------ Data records

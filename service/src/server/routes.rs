//! Router configuration.

use super::handlers::{create_flight, get_flight};
use super::health::health_check;
use super::state::AppState;
use axum::{
    Router,
    routing::{get, post},
};

/// Build the complete router.
pub fn build_router(state: AppState) -> Router {
    Router::new()
        .route("/health", get(health_check))
        .route("/flights", post(create_flight))
        .route("/flights/:id", get(get_flight))
        .with_state(state)
}
//! Publication of flight lifecycle events.
//!
//! From the orchestration service's point of view publishing is best-effort: any
//! [`PublishError`] is logged and swallowed once the flight is durably stored.

use crate::flight::Flight;
use std::future::Future;
use std::pin::Pin;
use std::time::Duration;
use thiserror::Error;
use tokio_util::sync::CancellationToken;

/// Errors from [`FlightEventPublisher::publish_flight_created`].
#[derive(Error, Debug, Clone, PartialEq, Eq)]
pub enum PublishError {
    /// The event could not be encoded. Permanent.
    #[error("event serialization failed: {0}")]
    Serialization(String),

    /// The broker client did not accept the message in time
    #[error("broker did not accept message within {0:?} (producer buffer full)")]
    EnqueueTimeout(Duration),

    /// The broker client refused the message
    #[error("produce failed: {0}")]
    Produce(String),

    /// The caller cancelled the request
    #[error("publish cancelled")]
    Cancelled,

    /// The publisher has been shut down
    #[error("publisher closed")]
    Closed,
}

impl PublishError {
    /// Whether retrying the same event can never succeed.
    #[must_use]
    pub const fn is_permanent(&self) -> bool {
        matches!(self, Self::Serialization(_))
    }

    /// Label used in logs and metrics.
    #[must_use]
    pub const fn kind(&self) -> &'static str {
        match self {
            Self::Serialization(_) => "serialization_error",
            Self::EnqueueTimeout(_) => "produce_timeout",
            Self::Produce(_) => "produce_error",
            Self::Cancelled => "context_cancelled",
            Self::Closed => "publisher_closed",
        }
    }
}

/// Publishes "flight created" facts to the rest of the platform.
pub trait FlightEventPublisher: Send + Sync {
    /// Publish a `FlightCreated` event for a stored flight.
    ///
    /// Resolves once the broker client has *accepted* the message; delivery is
    /// confirmed out of band.
    ///
    /// # Errors
    ///
    /// Returns [`PublishError`] if the event was not accepted.
    fn publish_flight_created<'a>(
        &'a self,
        flight: &'a Flight,
        cancel: &'a CancellationToken,
    ) -> Pin<Box<dyn Future<Output = Result<(), PublishError>> + Send + 'a>>;
}

/// Publisher that discards every event.
#[derive(Clone, Copy, Debug, Default)]
pub struct NoopEventPublisher;

impl FlightEventPublisher for NoopEventPublisher {
    fn publish_flight_created<'a>(
        &'a self,
        _flight: &'a Flight,
        _cancel: &'a CancellationToken,
    ) -> Pin<Box<dyn Future<Output = Result<(), PublishError>> + Send + 'a>> {
        Box::pin(async { Ok(()) })
    }
}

------------

* [Brief]:
Wherever a line above contains "Errors", copy that line.

* [Task response]:
/// Errors from [`FlightEventPublisher::publish_flight_created`].
    /// # Errors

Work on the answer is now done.